常用字解を読む(Pさん)
何かしら、勉強しようと思った。
手始めに、漢字の成り立ちを、白川静先生の「常用字解」から、習おうと思った。
この、かなり普通の辞書の体裁に近い、「字書」は、おそらくだが、白川静が順番に、段階を踏むように作っていった、「字統」「字訓」「字通」の三書、これを総合し、日常的には見掛けない字を省き、普段使いができるようにしたものである。

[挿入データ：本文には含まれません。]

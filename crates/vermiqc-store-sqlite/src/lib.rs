//! SQLite backend for the vermiculite QC store.
//!
//! Wraps [`tokio_rusqlite`] so all database access runs on a dedicated thread
//! without blocking the async runtime. Each store operation is one
//! transaction; lock errors are retried with backoff before surfacing as
//! `BackendUnavailable`.

mod cache;
mod encode;
mod locks;
mod ops;
mod retry;
mod schema;
mod store;

pub mod error;

pub use error::{Error, Result};
pub use store::{SqliteStore, StoreOptions};
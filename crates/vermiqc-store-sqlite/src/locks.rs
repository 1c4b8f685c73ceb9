//! Per-sample async locks.
//!
//! Mutations of one sample (attach, upsert, detach, seal, delete, and
//! ingest updates) are serialised on a mutex keyed by the sample id, so a
//! retry loop for one sample never races another writer of the same sample.
//! An entry lives only while some task holds or awaits its mutex.

use std::sync::Arc;

use dashmap::DashMap;
use tokio::sync::{Mutex, OwnedMutexGuard};
use uuid::Uuid;

#[derive(Default)]
pub struct SampleLocks {
  locks: DashMap<Uuid, Arc<Mutex<()>>>,
}

/// Holds one sample's mutex; releasing it drops the map entry once no other
/// task is waiting on it.
pub struct SampleGuard<'a> {
  locks:     &'a DashMap<Uuid, Arc<Mutex<()>>>,
  sample_id: Uuid,
  guard:     Option<OwnedMutexGuard<()>>,
}

impl SampleLocks {
  pub async fn lock(&self, sample_id: Uuid) -> SampleGuard<'_> {
    let mutex = Arc::clone(
      self.locks.entry(sample_id).or_default().value(),
    );
    let guard = mutex.lock_owned().await;
    SampleGuard { locks: &self.locks, sample_id, guard: Some(guard) }
  }

  #[cfg(test)]
  fn len(&self) -> usize { self.locks.len() }
}

impl Drop for SampleGuard<'_> {
  fn drop(&mut self) {
    // Release first so our own clone no longer counts. Waiters hold clones,
    // and `entry` needs the shard lock `remove_if` is holding.
    self.guard.take();
    self
      .locks
      .remove_if(&self.sample_id, |_, mutex| Arc::strong_count(mutex) == 1);
  }
}

#[cfg(test)]
mod tests {
  use std::time::Duration;

  use super::*;

  #[tokio::test]
  async fn same_sample_is_serialised() {
    let locks = SampleLocks::default();
    let id = Uuid::new_v4();
    let guard = locks.lock(id).await;

    let second = tokio::time::timeout(Duration::from_millis(20), locks.lock(id));
    assert!(second.await.is_err());

    drop(guard);
    let _again = locks.lock(id).await;
  }

  #[tokio::test]
  async fn different_samples_do_not_block() {
    let locks = SampleLocks::default();
    let _a = locks.lock(Uuid::new_v4()).await;
    let _b = locks.lock(Uuid::new_v4()).await;
  }

  #[tokio::test]
  async fn released_locks_leave_no_entry() {
    let locks = SampleLocks::default();
    for _ in 0..10 {
      let _guard = locks.lock(Uuid::new_v4()).await;
    }
    assert_eq!(locks.len(), 0);
  }

  #[tokio::test]
  async fn entry_survives_while_a_waiter_remains() {
    let locks = Arc::new(SampleLocks::default());
    let id = Uuid::new_v4();
    let first = locks.lock(id).await;

    let waiter = {
      let locks = Arc::clone(&locks);
      tokio::spawn(async move {
        let _guard = locks.lock(id).await;
        locks.len()
      })
    };
    tokio::time::sleep(Duration::from_millis(20)).await;
    drop(first);
    assert_eq!(locks.len(), 1);

    // The waiter saw its own entry while holding the lock.
    assert_eq!(waiter.await.unwrap(), 1);
    assert_eq!(locks.len(), 0);
  }
}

初期の三書の中では、特に「字訓」が、思想的に飛びぬけている。ふつう、漢字の原義を遡ろうとしたときに、中国の、漢字発祥のあたりを参考にするだろう。あるいは、漢字の意味の起源を、一元的に担っている、「説文解字」という辞書を参考にするだろう。
しかし、「字訓」の考えは、ひとつの字に対して、それがどう訓じられたか、つまり、日本語としての読みがあてられたのかという点に絞った、辞典なのである。
もちろん、現代の訓読みに留まるものではない。聞いたこともない読みが含まれている。では、「字訓」は、訓読みの方法に特化した、字書なのだろうか。

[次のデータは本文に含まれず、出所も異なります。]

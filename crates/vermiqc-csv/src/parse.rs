//! Bulk-import parser.
//!
//! Pipeline:
//!   CSV bytes
//!     └─ Columns::locate()   → header positions
//!          └─ parse_row()    → Row (or RowError)
//!               └─ Groups    → one Submission per sample key

use std::{collections::HashMap, io::Read, str::FromStr};

use chrono::{DateTime, NaiveDate, Utc};
use vermiqc_core::{
  ingest::{BatchItem, RowError, Submission},
  sample::{AnalysisKind, NewMeasurement},
};

use crate::{BulkParse, Error, Result};

// ─── Header ──────────────────────────────────────────────────────────────────

/// Columns every bulk file must carry, in canonical order.
pub const REQUIRED_COLUMNS: [&str; 8] = [
  "date", "shift", "line", "product", "kind", "sequence", "property", "value",
];

struct Columns {
  required:     [usize; 8],
  operator:     Option<usize>,
  sample_time:  Option<usize>,
  unit:         Option<usize>,
  observations: Option<usize>,
}

impl Columns {
  fn locate(headers: &csv::StringRecord) -> Result<Self> {
    let find = |name: &str| {
      headers
        .iter()
        .position(|h| h.trim().eq_ignore_ascii_case(name))
    };
    let mut required = [0usize; 8];
    for (slot, name) in required.iter_mut().zip(REQUIRED_COLUMNS) {
      *slot = find(name).ok_or(Error::MissingColumn(name))?;
    }
    Ok(Self {
      required,
      operator: find("operator"),
      sample_time: find("sample_time"),
      unit: find("unit"),
      observations: find("observations"),
    })
  }
}

// ─── Rows ────────────────────────────────────────────────────────────────────

/// Grouping key; `sequence` stays optional for composite rows that leave it
/// to the store.
#[derive(Clone, PartialEq, Eq, Hash)]
struct GroupKey {
  date:     NaiveDate,
  shift:    String,
  line:     String,
  product:  String,
  kind:     AnalysisKind,
  sequence: Option<u32>,
}

struct Row {
  line:         usize,
  key:          GroupKey,
  measurement:  NewMeasurement,
  operator:     Option<String>,
  sample_time:  Option<DateTime<Utc>>,
  observations: Option<String>,
}

fn invalid(line: usize, field: &str, reason: impl std::fmt::Display) -> RowError {
  RowError::new(line, "invalid_sample", format!("{field}: {reason}"))
}

fn parse_row(
  record: &csv::StringRecord,
  line: usize,
  cols: &Columns,
) -> Result<Row, RowError> {
  let get = |i: usize| record.get(i).map(str::trim).unwrap_or_default();
  let optional = |i: Option<usize>| {
    i.map(get).filter(|s| !s.is_empty()).map(str::to_owned)
  };
  let [date, shift, line_code, product, kind, sequence, property, value] =
    cols.required.map(get);

  let date = NaiveDate::parse_from_str(date, "%Y-%m-%d")
    .map_err(|e| invalid(line, "date", e))?;
  let kind = AnalysisKind::from_str(kind)
    .map_err(|_| invalid(line, "kind", format!("unknown kind {kind:?}")))?;
  let sequence = match sequence {
    "" => None,
    s => Some(
      s.parse::<u32>()
        .map_err(|e| invalid(line, "sequence", e))?,
    ),
  };
  for (field, v) in [
    ("shift", shift),
    ("line", line_code),
    ("product", product),
    ("property", property),
  ] {
    if v.is_empty() {
      return Err(invalid(line, field, "must not be empty"));
    }
  }
  let sample_time = optional(cols.sample_time)
    .map(|s| {
      DateTime::parse_from_rfc3339(&s)
        .map(|dt| dt.with_timezone(&Utc))
        .map_err(|e| invalid(line, "sample_time", e))
    })
    .transpose()?;

  Ok(Row {
    line,
    key: GroupKey {
      date,
      shift: shift.to_owned(),
      line: line_code.to_owned(),
      product: product.to_owned(),
      kind,
      sequence,
    },
    measurement: NewMeasurement {
      property: property.to_owned(),
      value:    value.to_owned(),
      unit:     optional(cols.unit),
    },
    operator: optional(cols.operator),
    sample_time,
    observations: optional(cols.observations),
  })
}

// ─── Grouping ────────────────────────────────────────────────────────────────

/// Groups in order of first appearance.
#[derive(Default)]
struct Groups {
  index: HashMap<GroupKey, usize>,
  items: Vec<BatchItem>,
}

impl Groups {
  fn push(&mut self, row: Row) -> Result<(), RowError> {
    let Some(&i) = self.index.get(&row.key) else {
      let key = row.key;
      self.index.insert(key.clone(), self.items.len());
      self.items.push(BatchItem {
        rows:       vec![row.line],
        submission: Submission {
          kind:                  key.kind,
          date:                  key.date,
          shift:                 key.shift,
          line:                  key.line,
          product:               key.product,
          sequence:              key.sequence,
          sample_time:           row.sample_time,
          operator:              row.operator.unwrap_or_default(),
          measurements:          vec![row.measurement],
          observations:          row.observations,
          update:                false,
          require_specification: false,
        },
      });
      return Ok(());
    };

    let item = &mut self.items[i];
    let submission = &mut item.submission;
    if let Some(op) = row.operator {
      if submission.operator.is_empty() {
        submission.operator = op;
      } else if submission.operator != op {
        return Err(invalid(row.line, "operator", "differs within the sample"));
      }
    }
    if let Some(at) = row.sample_time {
      match submission.sample_time {
        None => submission.sample_time = Some(at),
        Some(prev) if prev != at => {
          return Err(invalid(row.line, "sample_time", "differs within the sample"));
        }
        Some(_) => {}
      }
    }
    if let Some(text) = row.observations {
      match &submission.observations {
        None => submission.observations = Some(text),
        Some(prev) if *prev != text => {
          return Err(invalid(row.line, "observations", "differs within the sample"));
        }
        Some(_) => {}
      }
    }
    submission.measurements.push(row.measurement);
    item.rows.push(row.line);
    Ok(())
  }
}

/// Parse a bulk file and group its rows into one submission per sample
/// key. Header problems and unreadable input are errors; row problems are
/// collected in [`BulkParse::errors`] with their 1-based file line.
pub fn parse_bulk<R: Read>(input: R) -> Result<BulkParse> {
  let mut reader = csv::ReaderBuilder::new()
    .trim(csv::Trim::Headers)
    .flexible(true)
    .from_reader(input);
  let cols = Columns::locate(reader.headers()?)?;

  let mut groups = Groups::default();
  let mut errors = Vec::new();
  for record in reader.records() {
    let record = match record {
      Ok(record) => record,
      Err(e) => {
        let line = e.position().map_or(0, |p| p.line() as usize);
        errors.push(RowError::new(line, "invalid_csv", e.to_string()));
        continue;
      }
    };
    let line = record.position().map_or(0, |p| p.line() as usize);
    if record.iter().all(|f| f.trim().is_empty()) {
      continue;
    }
    let pushed = parse_row(&record, line, &cols).and_then(|row| groups.push(row));
    if let Err(e) = pushed {
      errors.push(e);
    }
  }

  Ok(BulkParse { items: groups.items, errors })
}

どうも違うらしい。場合によっては、字書の本尊ともいえる「説文解字」では間違って載っている漢字の起源や原義に対して、日本語の読みの方が、核心をついている語義を明らかにしているという。
ここにおいて、文字、あるいはどんな文化を見るにも一元的に、系統樹を遡るように分解していくのではなく、常にたえざる交易にさらされている、いわば野ざらしのものとして漢字をとらえるというヴィジョンが見えてくる。

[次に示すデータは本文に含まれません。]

//! Reference data: products, measurable properties, production lines, and
//! shifts.
//!
//! All entities are identified by a stable, operator-facing code. Only
//! cosmetic fields (names, display order, active flags) change after
//! creation.

use std::collections::BTreeMap;

use chrono::NaiveTime;
use serde::{Deserialize, Serialize};
use strum::{Display, EnumString};

use crate::{Error, Result, sample::AnalysisKind};

// ─── Product ─────────────────────────────────────────────────────────────────

/// A saleable vermiculite grade (e.g. "V-MED").
#[derive(Debug, Clone, PartialEq, Eq, Serialize, Deserialize)]
pub struct Product {
  pub code:          String,
  pub name:          String,
  #[serde(default)]
  pub display_order: i32,
  #[serde(default = "default_true")]
  pub active:        bool,
}

// ─── Property ────────────────────────────────────────────────────────────────

/// How a property's values are recorded and compared.
#[derive(
  Debug,
  Clone,
  Copy,
  PartialEq,
  Eq,
  Default,
  Serialize,
  Deserialize,
  Display,
  EnumString,
)]
#[serde(rename_all = "lowercase")]
#[strum(serialize_all = "lowercase")]
pub enum DataType {
  #[default]
  Numeric,
  Categorical,
}

/// A measurable quantity such as moisture or bulk density.
#[derive(Debug, Clone, PartialEq, Eq, Serialize, Deserialize)]
pub struct Property {
  pub code:               String,
  pub name:               String,
  pub unit:               String,
  #[serde(default)]
  pub data_type:          DataType,
  #[serde(default)]
  pub category:           String,
  /// Laboratory method reference, e.g. "ASTM C516".
  #[serde(default)]
  pub test_method:        String,
  #[serde(default)]
  pub display_order:      i32,
  /// A pointwise sample is incomplete without this property.
  #[serde(default)]
  pub required_pointwise: bool,
  /// A composite sample is incomplete without this property.
  #[serde(default)]
  pub required_composite: bool,
}

impl Property {
  pub fn is_required_for(&self, kind: AnalysisKind) -> bool {
    match kind {
      AnalysisKind::Pointwise => self.required_pointwise,
      AnalysisKind::Composite => self.required_composite,
    }
  }
}

// ─── Line and shift ──────────────────────────────────────────────────────────

#[derive(Debug, Clone, PartialEq, Eq, Serialize, Deserialize)]
pub struct ProductionLine {
  pub code:   String,
  pub name:   String,
  #[serde(default = "default_true")]
  pub active: bool,
}

/// A plant work period. Buckets by shift start at `starts_at` on the sample's
/// declared date, independent of the calendar hour the sample was entered.
#[derive(Debug, Clone, PartialEq, Eq, Serialize, Deserialize)]
pub struct Shift {
  pub code:          String,
  pub name:          String,
  pub starts_at:     NaiveTime,
  #[serde(default)]
  pub display_order: i32,
}

fn default_true() -> bool { true }

// ─── Catalog snapshot ────────────────────────────────────────────────────────

/// An in-memory snapshot of all reference data, used to validate
/// submissions in one pass.
#[derive(Debug, Clone, Default)]
pub struct Catalog {
  pub products:   BTreeMap<String, Product>,
  pub properties: BTreeMap<String, Property>,
  pub lines:      BTreeMap<String, ProductionLine>,
  pub shifts:     BTreeMap<String, Shift>,
}

impl Catalog {
  pub fn from_parts(
    products: Vec<Product>,
    properties: Vec<Property>,
    lines: Vec<ProductionLine>,
    shifts: Vec<Shift>,
  ) -> Self {
    Self {
      products:   products.into_iter().map(|p| (p.code.clone(), p)).collect(),
      properties: properties
        .into_iter()
        .map(|p| (p.code.clone(), p))
        .collect(),
      lines:      lines.into_iter().map(|l| (l.code.clone(), l)).collect(),
      shifts:     shifts.into_iter().map(|s| (s.code.clone(), s)).collect(),
    }
  }

  pub fn product(&self, code: &str) -> Result<&Product> {
    self
      .products
      .get(code)
      .ok_or_else(|| Error::UnknownProduct(code.to_owned()))
  }

  pub fn property(&self, code: &str) -> Result<&Property> {
    self
      .properties
      .get(code)
      .ok_or_else(|| Error::UnknownProperty(code.to_owned()))
  }

  pub fn line(&self, code: &str) -> Result<&ProductionLine> {
    self
      .lines
      .get(code)
      .ok_or_else(|| Error::UnknownLine(code.to_owned()))
  }

  pub fn shift(&self, code: &str) -> Result<&Shift> {
    self
      .shifts
      .get(code)
      .ok_or_else(|| Error::UnknownShift(code.to_owned()))
  }

  /// Codes of the properties a sample of `kind` must carry to be complete,
  /// in display order.
  pub fn required_properties(&self, kind: AnalysisKind) -> Vec<String> {
    let mut required: Vec<&Property> = self
      .properties
      .values()
      .filter(|p| p.is_required_for(kind))
      .collect();
    required.sort_by_key(|p| (p.display_order, p.code.clone()));
    required.into_iter().map(|p| p.code.clone()).collect()
  }
}

#[cfg(test)]
mod tests {
  use super::*;

  fn property(code: &str, order: i32, pointwise: bool) -> Property {
    Property {
      code:               code.into(),
      name:               code.into(),
      unit:               "%".into(),
      data_type:          DataType::Numeric,
      category:           "fisico".into(),
      test_method:        String::new(),
      display_order:      order,
      required_pointwise: pointwise,
      required_composite: true,
    }
  }

  #[test]
  fn unknown_codes_map_to_typed_errors() {
    let catalog = Catalog::default();
    assert_eq!(catalog.product("V-MED").unwrap_err().code(), "unknown_product");
    assert_eq!(catalog.line("L9").unwrap_err().code(), "unknown_line");
    assert_eq!(catalog.shift("D").unwrap_err().code(), "unknown_shift");
    assert_eq!(
      catalog.property("UMIDADE").unwrap_err().code(),
      "unknown_property"
    );
  }

  #[test]
  fn required_properties_follow_kind_and_display_order() {
    let catalog = Catalog::from_parts(
      vec![],
      vec![
        property("DENSIDADE", 2, false),
        property("UMIDADE", 1, true),
        property("GRANULOMETRIA", 3, true),
      ],
      vec![],
      vec![],
    );
    assert_eq!(
      catalog.required_properties(AnalysisKind::Pointwise),
      vec!["UMIDADE", "GRANULOMETRIA"]
    );
    assert_eq!(
      catalog.required_properties(AnalysisKind::Composite),
      vec!["UMIDADE", "DENSIDADE", "GRANULOMETRIA"]
    );
  }
}
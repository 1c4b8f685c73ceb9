//! Error type for `vermiqc-store-sqlite`.

use thiserror::Error;
use vermiqc_core::DomainError;

#[derive(Debug, Error)]
pub enum Error {
  #[error("{0}")]
  Core(#[from] vermiqc_core::Error),

  #[error("database error: {0}")]
  Database(tokio_rusqlite::Error),

  #[error("sqlite error: {0}")]
  Sqlite(#[from] rusqlite::Error),

  #[error("json error: {0}")]
  Json(#[from] serde_json::Error),

  #[error("uuid parse error: {0}")]
  Uuid(#[from] uuid::Error),

  /// A stored column could not be decoded into its domain type.
  #[error("decode error: {0}")]
  Decode(String),

  #[error("operation cancelled")]
  Cancelled,
}

pub type Result<T, E = Error> = std::result::Result<T, E>;

impl From<tokio_rusqlite::Error> for Error {
  /// Errors raised inside a connection closure travel back boxed in
  /// `Other`; unwrap them so domain errors keep their type.
  fn from(err: tokio_rusqlite::Error) -> Self {
    match err {
      tokio_rusqlite::Error::Other(boxed) => match boxed.downcast::<Error>() {
        Ok(inner) => *inner,
        Err(other) => Error::Database(tokio_rusqlite::Error::Other(other)),
      },
      tokio_rusqlite::Error::Rusqlite(e) => Error::Sqlite(e),
      other => Error::Database(other),
    }
  }
}

impl Error {
  /// SQLite reported the database busy or locked; worth retrying.
  pub fn is_transient(&self) -> bool {
    let sqlite = match self {
      Error::Sqlite(e) => e,
      Error::Database(tokio_rusqlite::Error::Rusqlite(e)) => e,
      _ => return false,
    };
    matches!(
      sqlite.sqlite_error_code(),
      Some(rusqlite::ErrorCode::DatabaseBusy | rusqlite::ErrorCode::DatabaseLocked)
    )
  }

  /// The connection thread is gone; nothing will succeed on this store.
  pub fn is_disconnected(&self) -> bool {
    matches!(self, Error::Database(tokio_rusqlite::Error::ConnectionClosed))
  }
}

impl DomainError for Error {
  fn as_domain(&self) -> Option<&vermiqc_core::Error> {
    match self {
      Error::Core(e) => Some(e),
      _ => None,
    }
  }
}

そんな思想も、現代の言葉に通用するように切りそろえられたものは、パワーが落ちた感じもする。しかし、それでも面白い。
今日読んだ文字は「玄」。ゲン、あるいはクロである。玄人の玄。この字は、撚った紐を、六回、染汁につけて黒くなった紐を表しているという。その紐は、少し赤く光るような黒色をしていて、派手ではなく静かな色合いがあることから、「幽玄」という意味が生まれた。
また、静かで奥深い技術を表すという意味で、玄人の意味になった。逆に、染められていない糸のことは「素」、シロという。それで素人だという。
「常用字解」を読んでいると、どこを読んでも、何かしらの発見をしたような心持になって、気軽に楽しめる。たまにはこういうのもいいだろう。